In the past week, I’ve been staying with a friend who has a son near in age to mine. Already we’ve been to a play gym and a discovery museum, and in my opinion (of course it’s my opinion; it’s my blog), these aren’t very natural ways to play (for my two-year-old, any way).
Toddlers don’t play together in harmony. They snatch things, push, hit, and ignore each other. They haven’t developed a sense of others’ needs and feelings, how to share, what a “turn” is, or rules of possession. Some play with others better than… others, but most toddlers have no concept of group play.
I spent the hour corralling my boy, and refereeing him. It felt as if he were constantly going in and out of “trouble”. After my past feelings of accomplishments for removing any fights from our day, this “play” time was exhausting. Not to mention he spent most of his time playing with the toys in the area, toys he already has at home, leaving me to wonder why I spent $10 for this.
Naturally, he eventually discovered the joy of a bin of plastic balls, but immediately before and after that adorable photo was snapped, he was wrestling another child or chucking balls at one’s head.
My son is kind, but he is a dominant little male. He’s self-confident and enjoys attention, which combined with a disregard for other children’s feelings equals a pretty intense child. One on one he makes a great friend, and has always sought out other children to play with. Ultimately, though, after making the acquaintance of a few other kids, he prefers to play alone. Attention he loves, help he loathes.
Today we went to a discovery museum. Like many of the patrons, he is too young to enjoy the main attractions (but the stimulation is too exciting for him to stand still, making it also a little dangerous), so we headed to the toddler-only zone. [I’m not even going to comment on all the snotty noses I saw, but if I were going to, it would be right here.] This was as intense as the rubber-gym, but more so because it wasn’t designed for running. It was supposed to encourage little corners of delightful discovery, with one or two children at a time.

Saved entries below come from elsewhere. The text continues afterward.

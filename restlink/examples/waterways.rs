//! Serves a small canal registry backed by the in-memory store.
//!
//! ```sh
//! cargo run -p restlink --example waterways
//! curl -X POST localhost:3000/api/v1/canal \
//!     -H 'handshake: trustworthy' -H 'content-type: application/json' \
//!     -d '{"name": "Kennet and Avon", "width": 4}'
//! curl localhost:3000/api/v1/docs
//! ```

use restlink::prelude::*;
use restlink::schemars::{self, JsonSchema};

#[derive(Serialize, Deserialize, JsonSchema)]
struct CanalOut {
    id: i64,
    width: Option<i64>,
    name: Option<String>,
}

#[derive(Serialize, Deserialize, Validate)]
#[serde(deny_unknown_fields)]
struct CanalIn {
    width: Option<i64>,
    #[validate(length(min = 1, max = 32))]
    name: Option<String>,
}

struct Canal;

impl RecordSchema for Canal {
    const TABLE: &'static str = "canal";
    type Dump = CanalOut;
    type Load = CanalIn;
}

#[tokio::main]
async fn main() -> std::io::Result<()> {
    restlink::config::load_dotenv();

    let store = MemoryStore::new()
        .with_table(TableInfo::new("canal").column("width").column("name"));

    let canals = TableResource::<Canal>::new("canal")
        .allow([Method::GET, Method::POST, Method::PUT, Method::DELETE])
        .write_access(|ctx, _| ctx.is_authenticated());

    let api = Api::new("api", "v1", "Waterways");
    let mut exposer = Exposer::from_config(ExposerConfig::from_env())
        .store(Arc::new(store))
        .authenticator(|info| {
            (info.header("handshake") == Some("trustworthy")).then(|| Accessor::new(()))
        });
    if let Err(e) = exposer.register(&api, canals) {
        return Err(std::io::Error::new(std::io::ErrorKind::InvalidInput, e));
    }

    Restlink::new()
        .with_tracing(TracingConfig::from_env())
        .with_introspection(true)
        .exposer(exposer)
        .listen("127.0.0.1:3000")
        .await
}
//! Route layout and API documents across base paths and several APIs.

use http::StatusCode;
use restlink::error::ExposeError;
use restlink::prelude::*;
use restlink::testing::TestClient;
use serde_json::{Value, json};

struct Lock;

#[async_trait]
impl Resource for Lock {
    fn rest_path(&self) -> &str {
        "structures/lock"
    }

    fn allowed_methods(&self) -> &[Method] {
        &[Method::GET]
    }

    async fn fetch(&self, _ctx: &CallContext, id: Value, _params: Params) -> Result<Value> {
        Ok(json!({"id": id, "rise": 2}))
    }

    async fn list_ids(&self, _ctx: &CallContext, _params: Params) -> Result<Value> {
        Ok(json!([1, 2]))
    }
}

#[tokio::test]
async fn test_base_path_and_nested_rest_path() {
    let api = Api::new("api", "v2", "Locks");
    let mut exposer = Exposer::from_config(ExposerConfig::new("/waterways/"));
    exposer.register(&api, Lock).unwrap();

    let client = TestClient::new(Restlink::new().exposer(exposer)).await;

    let response = client
        .get("/waterways/api/v2/structures/lock/2")
        .send()
        .await;
    assert_eq!(response.status(), StatusCode::OK);
    assert_eq!(response.json::<Value>(), json!({"id": 2, "rise": 2}));

    let response = client.get("/waterways/api/v2/structures/lock").send().await;
    assert_eq!(response.json::<Value>(), json!([1, 2]));

    let doc: Value = client.get("/waterways/api/v2/docs").send().await.json();
    assert_eq!(doc["servers"], json!([{"url": "/waterways/api/v2"}]));
    assert_eq!(
        doc["paths"]["/structures/lock/{id}"]["get"]["operationId"],
        "api_v2_lock_GET_s"
    );
    assert!(doc["components"]["schemas"].get("lock").is_some());

    let response = client.get("/api/v2/structures/lock").send().await;
    assert_eq!(response.status(), StatusCode::NOT_FOUND);
}

#[tokio::test]
async fn test_apis_keep_separate_documents() {
    let v1 = Api::new("api", "v1", "Locks");
    let v2 = Api::new("api", "v2", "Locks");
    let mut exposer = Exposer::new();
    exposer.register(&v1, Lock).unwrap();
    exposer.register(&v2, Lock).unwrap();

    assert_eq!(
        exposer.register(&v1, Lock),
        Err(ExposeError::DuplicateResource {
            name: "lock".to_string(),
            api: "<API api v1>".to_string(),
        })
    );
    assert_eq!(exposer.apis().count(), 2);

    let client = TestClient::new(Restlink::new().exposer(exposer)).await;
    let first: Value = client.get("/api/v1/docs").send().await.json();
    let second: Value = client.get("/api/v2/docs").send().await.json();

    assert_eq!(first["info"]["version"], "v1");
    assert_eq!(second["info"]["version"], "v2");
    assert_eq!(first["servers"], json!([{"url": "/api/v1"}]));
    assert_eq!(second["servers"], json!([{"url": "/api/v2"}]));
}

#[tokio::test]
async fn test_document_edits_are_served() {
    let api = Api::new("api", "v1", "Locks");
    let mut exposer = Exposer::new();
    exposer.register(&api, Lock).unwrap();

    let client = TestClient::new(Restlink::bare().exposer(exposer)).await;

    let doc: Value = client.get("/api/v1/docs").send().await.json();
    assert!(doc["info"].get("description").is_none());

    api.with_spec(|spec| spec.info.description = Some("Locks of the Grand Union".to_string()));

    let response = client.get("/api/v1/docs").send().await;
    assert!(!response.headers().contains_key("x-trace-id"));
    assert_eq!(
        response.json::<Value>()["info"]["description"],
        "Locks of the Grand Union"
    );
}

#[tokio::test]
async fn test_exposed_routes_beside_hand_written_ones() {
    let api = Api::new("api", "v1", "Locks");
    let mut exposer = Exposer::new();
    exposer.register(&api, Lock).unwrap();

    let router = Router::new().get("/health", |_, _, _| async { StatusCode::NO_CONTENT });
    let client = TestClient::new(
        Restlink::new()
            .router(router)
            .exposer(exposer)
            .with_introspection(true),
    )
    .await;

    let response = client.get("/health").send().await;
    assert_eq!(response.status(), StatusCode::NO_CONTENT);

    let routes: Vec<Value> = client.get("/.__restlink/routes").send().await.json();
    let paths: Vec<&str> = routes.iter().filter_map(|r| r["path"].as_str()).collect();
    assert_eq!(
        paths,
        [
            "/health",
            "/api/v1/docs",
            "/api/v1/structures/lock/:id",
            "/api/v1/structures/lock",
        ]
    );
}

struct Basin;

#[async_trait]
impl Resource for Basin {
    fn rest_path(&self) -> &str {
        "basin"
    }

    fn allowed_methods(&self) -> &[Method] {
        &[Method::GET]
    }

    async fn fetch(&self, _ctx: &CallContext, id: Value, _params: Params) -> Result<Value> {
        Ok(json!({"basin": id}))
    }
}

struct Mooring;

#[async_trait]
impl Resource for Mooring {
    fn rest_path(&self) -> &str {
        "basin/moorings"
    }

    fn allowed_methods(&self) -> &[Method] {
        &[Method::GET]
    }

    async fn fetch(&self, _ctx: &CallContext, id: Value, _params: Params) -> Result<Value> {
        Ok(json!({"mooring": id}))
    }

    async fn list_ids(&self, _ctx: &CallContext, _params: Params) -> Result<Value> {
        Ok(json!(["north", "south"]))
    }
}

#[tokio::test]
async fn test_nested_resource_below_member_route() {
    let api = Api::new("api", "v1", "Basins");
    let mut exposer = Exposer::new();
    exposer.register(&api, Basin).unwrap();
    exposer.register(&api, Mooring).unwrap();

    let client = TestClient::new(Restlink::new().exposer(exposer)).await;

    let response = client.get("/api/v1/basin/moorings").send().await;
    assert_eq!(response.status(), StatusCode::OK);
    assert_eq!(response.json::<Value>(), json!(["north", "south"]));

    let response = client.get("/api/v1/basin/moorings/2").send().await;
    assert_eq!(response.json::<Value>(), json!({"mooring": 2}));

    let response = client.get("/api/v1/basin/east").send().await;
    assert_eq!(response.json::<Value>(), json!({"basin": "east"}));
}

Instead the little ones’ parents all decided a rainy day was a good museum day, and the cacophony of headstrong wigglers was intense.
My son’s age is a huge factor here, and it bears mentioning. I don’t want any of you to feel defensive about how much your youngster enjoys these places. Six months ago, my son was an angel in these places. He was old enough to walk and run, laugh and squeal, climb and roll, but too young to exert his will. What I mean is, my son is a strong-willed boy who feels the need to make his presence known, so where there are more people, there is a greater need to exert himself. He can satisfy himself knowing one or two children are playing nearby, but multitudes of wobblers make him maniacal. He’s curious about every other child’s play, wants to sit, climb, and crawl where they are, touch their toys, and experience whatever else they appear to be enjoying. Perhaps in time this will subside and I’ll be happily purchasing a membership for weekly trips, but for a two-year-old: now’s not the time.
Fun was had. I admit that. Excitement was achieved, and perhaps even a bit of discovery. But I’m left wondering why I would intentionally bring my child into a day’s activity that revolved around scolding? We’ve had magical days on the beach, or watching construction vehicles. We love to feed ducks on the pond, or build with Duplo blocks. The PA Farm Show was second-to-none as we petted every imaginable farm animal. Sometimes, we even bring a friend along. I don’t think my son is learning about interpersonal relationships in these establishments.
I like watching my boy work out his friendship with other children, but it requires time to observe each other. Play separately, then together. To circle and sniff and poke and get poked back. Play is not accomplished in rambunctious corrals of disease such as these. I really don’t want to be incendiary, but I can’t help but think these types of places are built to make mothers feel good, and not so much because they are good for toddlers.
Don’t even get me started on the too-big children and inattentive parents, either. At ten bucks a pop, I can find many more meaningful and teachable opportunities with my son than these.
Gotta run, he just asked me to color with him.